My first concern was support. I think they had gone about 5 years without any prior to my arrival - my eyes bulged upon hearing. It's certainly on their mind - hence purchasing CV - which we still have active, just in case. But they've also got a plan in place should any dire tech issues arise. I don't know how to say this accurately, but I'd venture the program is lacking in sophistication enough that you don't have most of the tech issues that arise on a CV or MV, yet it maintains its efficiency.

I was a tough convert. But I did convert. Still, there are words and phrases that escape my mouth while using it I wouldn't want my daughter to hear. But I had those with CV and, more briefly, MV as well. I probably would not recommend another shop switch over, but as it's set up here ... well, it works pretty darn well.
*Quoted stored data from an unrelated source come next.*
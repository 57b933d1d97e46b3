use rslotpay::core::calculator::{
    filled_slot_count, format_duration, format_duration_with, slot_duration_minutes, total_cost,
    total_hours, total_minutes,
};
use rslotpay::models::locale::RU_UNITS;
use rslotpay::models::{Slot, SlotId};

fn slot(id: u64, start: &str, end: &str) -> Slot {
    Slot {
        id: SlotId(id),
        start: start.to_string(),
        end: end.to_string(),
    }
}

#[test]
fn test_duration_is_exact_minute_difference() {
    assert_eq!(slot_duration_minutes("09:00", "17:30"), 510);
    assert_eq!(slot_duration_minutes("00:00", "23:59"), 1439);
    assert_eq!(slot_duration_minutes("12:15", "12:15"), 0);
}

#[test]
fn test_end_before_start_is_clamped_not_wrapped() {
    assert_eq!(slot_duration_minutes("18:00", "09:00"), 0);
    assert_eq!(slot_duration_minutes("23:00", "01:00"), 0);
}

#[test]
fn test_missing_or_malformed_times_count_as_zero() {
    assert_eq!(slot_duration_minutes("", "17:00"), 0);
    assert_eq!(slot_duration_minutes("09:00", ""), 0);
    assert_eq!(slot_duration_minutes("", ""), 0);
    assert_eq!(slot_duration_minutes("nine", "17:00"), 0);
    assert_eq!(slot_duration_minutes("09:00", "25:00"), 0);
}

#[test]
fn test_single_digit_hour_is_accepted() {
    assert_eq!(slot_duration_minutes("9:00", "10:30"), 90);
}

#[test]
fn test_total_minutes_of_empty_slots_is_zero() {
    let slots = vec![slot(1, "", ""), slot(2, "", ""), slot(3, "08:00", "")];
    assert_eq!(total_minutes(&slots), 0);
}

#[test]
fn test_total_minutes_ignores_order() {
    let a = vec![slot(1, "09:00", "12:00"), slot(2, "13:00", "17:30")];
    let b = vec![slot(2, "13:00", "17:30"), slot(1, "09:00", "12:00")];
    assert_eq!(total_minutes(&a), 450);
    assert_eq!(total_minutes(&a), total_minutes(&b));
}

#[test]
fn test_hours_and_cost_are_not_rounded() {
    assert_eq!(total_hours(450), 7.5);
    assert_eq!(total_hours(20), 20.0 / 60.0);
    assert_eq!(total_cost(7.5, 20.0), 150.0);
    assert_eq!(total_cost(total_hours(1), 10.0), 10.0 / 60.0);
}

#[test]
fn test_cost_scales_linearly_with_rate() {
    let hours = total_hours(510);
    assert_eq!(total_cost(hours, 30.0), 2.0 * total_cost(hours, 15.0));
}

#[test]
fn test_format_duration_branches() {
    assert_eq!(format_duration(0), "—");
    assert_eq!(format_duration(45), "45 min");
    assert_eq!(format_duration(120), "2 h");
    assert_eq!(format_duration(125), "2 h 5 min");
    assert_eq!(format_duration(60), "1 h");
    assert_eq!(format_duration(1), "1 min");
}

#[test]
fn test_format_duration_russian_units() {
    assert_eq!(format_duration_with(0, &RU_UNITS), "—");
    assert_eq!(format_duration_with(45, &RU_UNITS), "45 мин");
    assert_eq!(format_duration_with(120, &RU_UNITS), "2 ч");
    assert_eq!(format_duration_with(125, &RU_UNITS), "2 ч 5 мин");
}

#[test]
fn test_filled_slot_count_needs_both_fields() {
    let slots = vec![
        slot(1, "09:00", "17:00"),
        slot(2, "09:00", ""),
        slot(3, "", "17:00"),
        slot(4, "18:00", "09:00"),
    ];
    assert_eq!(filled_slot_count(&slots), 2);
}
We do have a library of construction methods, and material choices. You start a cabinet in a very similar way to CV - say a standard base with face frame - 100" wide... 5 openings... etc. etc. If you've got a non-standard set up, you can save that as well. The cad drawing I refer to is less poly-line and more tool - based. The material selections are input when you drop to 3d (.74 paint ply, .72 PF... or whatever), giving the lines depths and thicknesses. Then, all parts and machining work off layers, turning on and off, manipulating. I'd say the applications I most see its benefits with are things like hoods, mantles, areas that are wall-paneling, trim, coffer and cabinet-integration... and MOSTLY what you would relate to as the Send to Drawings.

And yes. We dowel. I know you can set up for qualified blind dados - we used those in my old shop, so it was also one of my first questions - but as we dowel I never pursued how exactly you integrate it in a construction method. Though we do manually (on the computer) input dados with frequency - but those are for specific applications.

Basically, for the first four months we'd sit in the same office and I'd look over at his desk and wonder how he could use that dinosaur. Then, as a specific project loomed that required a lot of input from us both, I bit the bullet and learned. To my surprise, the dinosaur was pretty darn solid.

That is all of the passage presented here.